Bruno Colmant était l'invité de Pascal Vrebos ce dimanche sur RTL TVI. Le professeur d'économie à l'UCLouvain et l'ICHEC a partagé ses prévisions pour les années à venir: une crise qui pourrait durer plusieurs années (voir notre article). Il a ensuite indiqué que les responsables politiques connaissaient mal ce genre de situation. L'économiste va plus loin: selon lui, notre système néo-libéral touche à sa fin et le rôle de l'Etat va évoluer.
Pascal Vrebos: Est-ce que vous êtes écouté, entendu? Parce qu'on n'entend pas tellement les politiques avoir ce discours cauchemardesque (ndlr: sur la longue crise prévue par l'économiste).
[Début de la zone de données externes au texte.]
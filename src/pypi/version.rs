//! PEP 440 version parsing and ordering

use std::cmp::Ordering;
use std::fmt;
use std::str::FromStr;
use std::sync::OnceLock;

use regex::Regex;

use crate::error::ValidationError;

fn version_regex() -> &'static Regex {
    static RE: OnceLock<Regex> = OnceLock::new();
    RE.get_or_init(|| {
        Regex::new(
            r"(?ix)
            ^\s*v?
            (?:(?P<epoch>[0-9]+)!)?
            (?P<release>[0-9]+(?:\.[0-9]+)*)
            (?P<pre>
                [-_.]?
                (?P<pre_l>alpha|a|beta|b|preview|pre|c|rc)
                [-_.]?
                (?P<pre_n>[0-9]+)?
            )?
            (?P<post>
                (?:-(?P<post_n1>[0-9]+))
                |
                (?:
                    [-_.]?
                    (?P<post_l>post|rev|r)
                    [-_.]?
                    (?P<post_n2>[0-9]+)?
                )
            )?
            (?P<dev>
                [-_.]?
                (?P<dev_l>dev)
                [-_.]?
                (?P<dev_n>[0-9]+)?
            )?
            (?:\+(?P<local>[a-z0-9]+(?:[-_.][a-z0-9]+)*))?
            \s*$",
        )
        .expect("version pattern is valid")
    })
}

/// Pre-release phase
#[derive(Debug, Clone, Copy, PartialEq, Eq, PartialOrd, Ord, Hash)]
pub enum PreRelease {
    Alpha,
    Beta,
    Rc,
}

impl PreRelease {
    fn parse(label: &str) -> Self {
        match label.to_ascii_lowercase().as_str() {
            "a" | "alpha" => PreRelease::Alpha,
            "b" | "beta" => PreRelease::Beta,
            _ => PreRelease::Rc,
        }
    }

    fn as_str(&self) -> &'static str {
        match self {
            PreRelease::Alpha => "a",
            PreRelease::Beta => "b",
            PreRelease::Rc => "rc",
        }
    }
}

/// One dot-separated segment of a local version label.
/// Alphanumeric segments sort before numeric ones.
#[derive(Debug, Clone, PartialEq, Eq, PartialOrd, Ord, Hash)]
pub enum LocalSegment {
    Text(String),
    Number(u64),
}

impl fmt::Display for LocalSegment {
    fn fmt(&self, f: &mut fmt::Formatter<'_>) -> fmt::Result {
        match self {
            LocalSegment::Text(s) => f.write_str(s),
            LocalSegment::Number(n) => write!(f, "{}", n),
        }
    }
}

/// A parsed PEP 440 version
#[derive(Debug, Clone)]
pub struct Version {
    pub epoch: u64,
    pub release: Vec<u64>,
    pub pre: Option<(PreRelease, u64)>,
    pub post: Option<u64>,
    pub dev: Option<u64>,
    pub local: Vec<LocalSegment>,
}

#[derive(Debug, PartialEq, Eq, PartialOrd, Ord)]
enum PreKey {
    /// Dev-only releases sort before any pre-release of the same version
    Lowest,
    Phase(PreRelease, u64),
    /// Final releases
    Highest,
}

impl Version {
    pub fn parse(input: &str) -> Result<Self, ValidationError> {
        let invalid = || ValidationError::InvalidVersion {
            version: input.to_string(),
        };
        let caps = version_regex().captures(input).ok_or_else(invalid)?;
        let number = |name: &str| -> Result<Option<u64>, ValidationError> {
            caps.name(name)
                .map(|m| m.as_str().parse::<u64>().map_err(|_| invalid()))
                .transpose()
        };

        let epoch = number("epoch")?.unwrap_or(0);
        let release = caps["release"]
            .split('.')
            .map(|part| part.parse::<u64>().map_err(|_| invalid()))
            .collect::<Result<Vec<_>, _>>()?;

        let pre = match caps.name("pre_l") {
            Some(label) => Some((PreRelease::parse(label.as_str()), number("pre_n")?.unwrap_or(0))),
            None => None,
        };

        let post = if caps.name("post").is_some() {
            Some(number("post_n1")?.or(number("post_n2")?).unwrap_or(0))
        } else {
            None
        };

        let dev = if caps.name("dev").is_some() {
            Some(number("dev_n")?.unwrap_or(0))
        } else {
            None
        };

        let local = caps
            .name("local")
            .map(|m| {
                m.as_str()
                    .split(['-', '_', '.'])
                    .map(|seg| match seg.parse::<u64>() {
                        Ok(n) => LocalSegment::Number(n),
                        Err(_) => LocalSegment::Text(seg.to_ascii_lowercase()),
                    })
                    .collect()
            })
            .unwrap_or_default();

        Ok(Self {
            epoch,
            release,
            pre,
            post,
            dev,
            local,
        })
    }

    /// Pre-releases and dev releases
    pub fn is_prerelease(&self) -> bool {
        self.pre.is_some() || self.dev.is_some()
    }

    pub fn is_postrelease(&self) -> bool {
        self.post.is_some()
    }

    /// The version without its local label
    pub fn public(&self) -> Version {
        Version {
            local: Vec::new(),
            ..self.clone()
        }
    }

    /// Epoch and release only (`1!2.0rc1.post3` -> `1!2.0`)
    pub fn base(&self) -> Version {
        Version {
            epoch: self.epoch,
            release: self.release.clone(),
            pre: None,
            post: None,
            dev: None,
            local: Vec::new(),
        }
    }

    /// Release segment with trailing zeros removed, used for comparisons
    fn trimmed_release(&self) -> &[u64] {
        let len = self
            .release
            .iter()
            .rposition(|&n| n != 0)
            .map(|i| i + 1)
            .unwrap_or(0);
        &self.release[..len]
    }

    fn pre_key(&self) -> PreKey {
        match (self.pre, self.post, self.dev) {
            (None, None, Some(_)) => PreKey::Lowest,
            (None, _, _) => PreKey::Highest,
            (Some((phase, n)), _, _) => PreKey::Phase(phase, n),
        }
    }

    fn dev_key(&self) -> (bool, u64) {
        match self.dev {
            Some(n) => (false, n),
            None => (true, 0),
        }
    }
}

impl FromStr for Version {
    type Err = ValidationError;

    fn from_str(s: &str) -> Result<Self, Self::Err> {
        Version::parse(s)
    }
}

impl Ord for Version {
    fn cmp(&self, other: &Self) -> Ordering {
        self.epoch
            .cmp(&other.epoch)
            .then_with(|| self.trimmed_release().cmp(other.trimmed_release()))
            .then_with(|| self.pre_key().cmp(&other.pre_key()))
            .then_with(|| self.post.cmp(&other.post))
            .then_with(|| self.dev_key().cmp(&other.dev_key()))
            .then_with(|| self.local.cmp(&other.local))
    }
}

impl PartialOrd for Version {
    fn partial_cmp(&self, other: &Self) -> Option<Ordering> {
        Some(self.cmp(other))
    }
}

impl PartialEq for Version {
    fn eq(&self, other: &Self) -> bool {
        self.cmp(other) == Ordering::Equal
    }
}

impl Eq for Version {}

impl fmt::Display for Version {
    fn fmt(&self, f: &mut fmt::Formatter<'_>) -> fmt::Result {
        if self.epoch != 0 {
            write!(f, "{}!", self.epoch)?;
        }
        let release: Vec<String> = self.release.iter().map(|n| n.to_string()).collect();
        f.write_str(&release.join("."))?;
        if let Some((phase, n)) = self.pre {
            write!(f, "{}{}", phase.as_str(), n)?;
        }
        if let Some(n) = self.post {
            write!(f, ".post{}", n)?;
        }
        if let Some(n) = self.dev {
            write!(f, ".dev{}", n)?;
        }
        if !self.local.is_empty() {
            let local: Vec<String> = self.local.iter().map(|s| s.to_string()).collect();
            write!(f, "+{}", local.join("."))?;
        }
        Ok(())
    }
}

#[cfg(test)]
mod tests {
    use super::*;

    fn v(s: &str) -> Version {
        Version::parse(s).unwrap()
    }

    #[test]
    fn test_parse_components() {
        let version = v("1!2.3.4rc5.post6.dev7+ubuntu.1");
        assert_eq!(version.epoch, 1);
        assert_eq!(version.release, vec![2, 3, 4]);
        assert_eq!(version.pre, Some((PreRelease::Rc, 5)));
        assert_eq!(version.post, Some(6));
        assert_eq!(version.dev, Some(7));
        assert_eq!(
            version.local,
            vec![LocalSegment::Text("ubuntu".to_string()), LocalSegment::Number(1)]
        );
    }

    #[test]
    fn test_normalized_spellings() {
        assert_eq!(v("1.0-alpha1").to_string(), "1.0a1");
        assert_eq!(v("1.0.BETA.2").to_string(), "1.0b2");
        assert_eq!(v("1.0c1").to_string(), "1.0rc1");
        assert_eq!(v("1.0-1").to_string(), "1.0.post1");
        assert_eq!(v("1.0rev").to_string(), "1.0.post0");
        assert_eq!(v("v1.0.dev").to_string(), "1.0.dev0");
    }

    #[test]
    fn test_invalid_versions() {
        assert!(Version::parse("").is_err());
        assert!(Version::parse("latest").is_err());
        assert!(Version::parse("1.0 beta").is_err());
        assert!(Version::parse("1..0").is_err());
    }

    #[test]
    fn test_ordering() {
        let ordered = [
            "1.0.dev0", "1.0a1", "1.0a2.dev1", "1.0a2", "1.0b1", "1.0rc1", "1.0", "1.0+local",
            "1.0.post1.dev0", "1.0.post1", "1.1", "1!0.1",
        ];
        for pair in ordered.windows(2) {
            assert!(v(pair[0]) < v(pair[1]), "{} < {}", pair[0], pair[1]);
        }
    }

    #[test]
    fn test_trailing_zeros_equal() {
        assert_eq!(v("1.0"), v("1.0.0"));
        assert_eq!(v("2"), v("2.0.0.0"));
        assert!(v("1.10") > v("1.9"));
    }

    #[test]
    fn test_local_ordering() {
        assert!(v("1.0+abc") < v("1.0+1"));
        assert!(v("1.0+1") < v("1.0+1.1"));
    }

    #[test]
    fn test_prerelease_flags() {
        assert!(v("2.0rc1").is_prerelease());
        assert!(v("2.0.dev3").is_prerelease());
        assert!(!v("2.0.post1").is_prerelease());
        assert!(v("2.0.post1").is_postrelease());
        assert_eq!(v("3.1rc1.post2").base().to_string(), "3.1");
    }
}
Bruno Colmant: Ce n'est pas cauchemardesque…
Pascal Vrebos: Quand même, dix ans de crise!
Bruno Colmant: Mais c'est un monde nouveau. Le fait est qu'on a une classe politique qui est jeune, et c'est très bien d'ailleurs. Mais c'est une classe politique qui n'a pas connu les années 70. Dans les années 70 se sont passées beaucoup de choses. Une forte inflation. Des taux d'intérêt qui augmentent, plus que maintenant, mais néanmoins de manière importante. Une vague de chômage. Donc ma génération (ndlr: Bruno Colmant a 60 ans) a connu cette période, a connu les remèdes qui avaient été utilisés. Aujourd'hui, quand on parle d'inflation à 12%, tout le monde a l'impression que c'est anodin, mais ce n'est pas du tout anodin.
Pascal Vrebos: D'un côté il y a les Etats, d'un autre le capital, l'économie libérale de marché. Là aussi, il va y avoir de nouveaux rapports dans les dix ans qui viennent?
Bruno Colmant: Oui, j'en suis certain. Je pense que la vague du néo-libéralisme, qui a commencée en 79-80, s'est terminée il y a deux ou trois ans, et qu'aujourd'hui le rôle de l'Etat va se modifier. Finalement, l'économie de marché a considéré que les Etats n'avaient rien à faire dans l'économie, que tout allait se régler tout seul. Ce n'est pas vrai. On l'a vu lors de la crise du covid par exemple. L'Etat gère des valeurs essentielles. La grande erreur du néo-libéralisme, c'est d'avoir dit "On gère un Etat comme on gère une entreprise". C'est faux. Un Etat gère des valeurs collectives à long terme comme l'éducation ou comme les soins médicaux.
[…]
Pascal Vrebos: La hauteur, la vision à long terme, c'est peut-être ce qui manque le plus dans notre époque de l'immédiateté, de l'instantanéité. Quid du bien-être des jeunes générations. Comment vous voyez l'avenir pour ces jeunes générations par rapport au bien-être que nous nous avons eu?
Bruno Colmant: C'est vrai que nous, on a vécu 40 ans d'une bulle de croissance, d'une bulle de bien-être qui est exceptionnelle à l'aune de l'histoire. Pas de guerre, un enrichissement très important par rapport au taux de croissance de l'économie.
Pascal Vrebos: Mais quid pour ces jeunes générations?
Bruno Colmant: Moi j'ai une fille qui va avoir 22 ans dans quelques jours. Je pense que toute décision politique, aussi infime soit-elle, doit être absolument subordonnée au bien-être des futures générations. On ne peut plus, à nos âges, dans notre niveau de conscience, mettre les problèmes sous le tapis. Sinon on va tellement en avoir que le tapis va être un tapis volant. Par la force des choses, il faut se dire qu'on doit entre guillemets se sacrifier moralement pour ces futures générations.
Pascal Vrebos: Se sacrifier moralement et financièrement?
Bruno Colmant: Bien sûr. Parce que nous avons le devoir de financer la transition climatique au profit de ceux qui vont nous suivre. On n'a pas le droit de vivre dans le déni, dans l'égoïsme, de la poursuite de l'humanité.
Pascal Vrebos: Pour l'instant, on ne voit rien venir.
Bruno Colmant: C'est bien dommage parce que cette prise de conscience n'est pas encore là. C'est pour ça qu'il faut évangéliser.